Effects of Dusty Debris on the Breakup of Idealized Meteoroids

Abstract

Meteorites have been revealed to be a common phenomenon that regularly impact the Earth, with the possibility of causing tremendous harm. There are too many meteorites in the solar system to ensure that all are detected, so a better approach is to prepare and model what happens when meteorites do collide with the Earth. This research looked into modeling meteorites in HyperTERP, a Mach 6 shock tunnel, as combinations of plastic spheres and corn starch, with the goal of understanding how the addition of powder affects the aerodynamics of the cluster.

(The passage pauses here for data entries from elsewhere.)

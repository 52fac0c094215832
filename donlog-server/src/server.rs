//! Axum server setup and router configuration.
//!
//! The HTTP surface is the push side of the engine: an external poller
//! fetches clan snapshots upstream and posts them here as JSON batches.

use crate::shutdown::shutdown_signal;
use crate::state::AppState;
use axum::{
    extract::State,
    http::StatusCode,
    response::IntoResponse,
    routing::{get, post},
    Json, Router,
};
use donlog_core::events::{Snapshot, SnapshotBatch};
use serde::Serialize;
use std::net::SocketAddr;
use tokio::net::TcpListener;
use tokio::sync::mpsc::error::TrySendError;

/// Build the main application router.
pub fn build_router(state: AppState) -> Router {
    Router::new()
        .route("/health", get(health_check))
        .route("/ready", get(ready_check))
        .route("/ingest", post(ingest))
        .with_state(state)
}

/// Health check response.
#[derive(Serialize)]
struct HealthResponse {
    status: &'static str,
    version: &'static str,
}

/// Simple health check - returns OK if the server is running.
async fn health_check() -> impl IntoResponse {
    Json(HealthResponse {
        status: "healthy",
        version: env!("CARGO_PKG_VERSION"),
    })
}

/// Ready check response.
#[derive(Serialize)]
struct ReadyResponse {
    status: &'static str,
    database: &'static str,
}

/// Readiness check - verifies the database answers queries.
async fn ready_check(State(state): State<AppState>) -> impl IntoResponse {
    match sqlx::query_scalar::<_, i64>("SELECT 1").fetch_one(&state.db).await {
        Ok(_) => (
            StatusCode::OK,
            Json(ReadyResponse {
                status: "ready",
                database: "up",
            }),
        ),
        Err(e) => {
            tracing::error!(error = %e, "Readiness check failed");
            (
                StatusCode::SERVICE_UNAVAILABLE,
                Json(ReadyResponse {
                    status: "not_ready",
                    database: "down",
                }),
            )
        }
    }
}

/// Ingest acknowledgment.
#[derive(Serialize)]
struct IngestResponse {
    accepted: usize,
}

/// Accept one poll cycle's snapshots and queue them for the ingestor.
///
/// Returns 202 once the batch is queued; 503 signals backpressure and the
/// poller should retry the cycle later. Queueing is fire-and-forget from
/// the poller's perspective - recording is idempotent, so a retried batch
/// never double-counts.
async fn ingest(
    State(state): State<AppState>,
    Json(snapshots): Json<Vec<Snapshot>>,
) -> impl IntoResponse {
    let accepted = snapshots.len();
    match state.batch_tx.try_send(SnapshotBatch { snapshots }) {
        Ok(()) => (StatusCode::ACCEPTED, Json(IngestResponse { accepted })).into_response(),
        Err(TrySendError::Full(_)) => {
            tracing::warn!("Snapshot channel full, rejecting batch");
            StatusCode::SERVICE_UNAVAILABLE.into_response()
        }
        Err(TrySendError::Closed(_)) => {
            tracing::error!("Snapshot channel closed, rejecting batch");
            StatusCode::SERVICE_UNAVAILABLE.into_response()
        }
    }
}

/// Run the server with graceful shutdown support.
pub async fn run_server(router: Router, addr: SocketAddr) -> Result<(), std::io::Error> {
    let listener = TcpListener::bind(addr).await?;
    tracing::info!("Server listening on {}", addr);

    axum::serve(listener, router)
        .with_graceful_shutdown(shutdown_signal())
        .await
}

In particular, these experiments were focused on measuring the final mean lateral velocity for a given ratio of spheres and powder, which impacts how much energy is imparted into the atmosphere and the range of destruction. Fourteen sphere clusters were assembled within 15.2 mm diameter shells, forming clusters of both plastic spheres and corn starch powder, of which only the lateral velocities of the individual spheres were tracked. High speed schlieren imagery was used in order to capture the behavior of these hypersonic experiments before they were processed using MATLAB. The findings confirmed previous research, and showed that the presence of dust increased the mean lateral velocity of the whole cluster. In particular, it was demonstrated that one can model the presence of dust in a meteoroid cluster by modeling the additional dust as an equal mass of fragments within the cluster. These results demonstrate the amount by which adding dust to meteorite models increases the mean lateral velocity and energy released, which improves our understanding of the area over which meteorites pose a threat.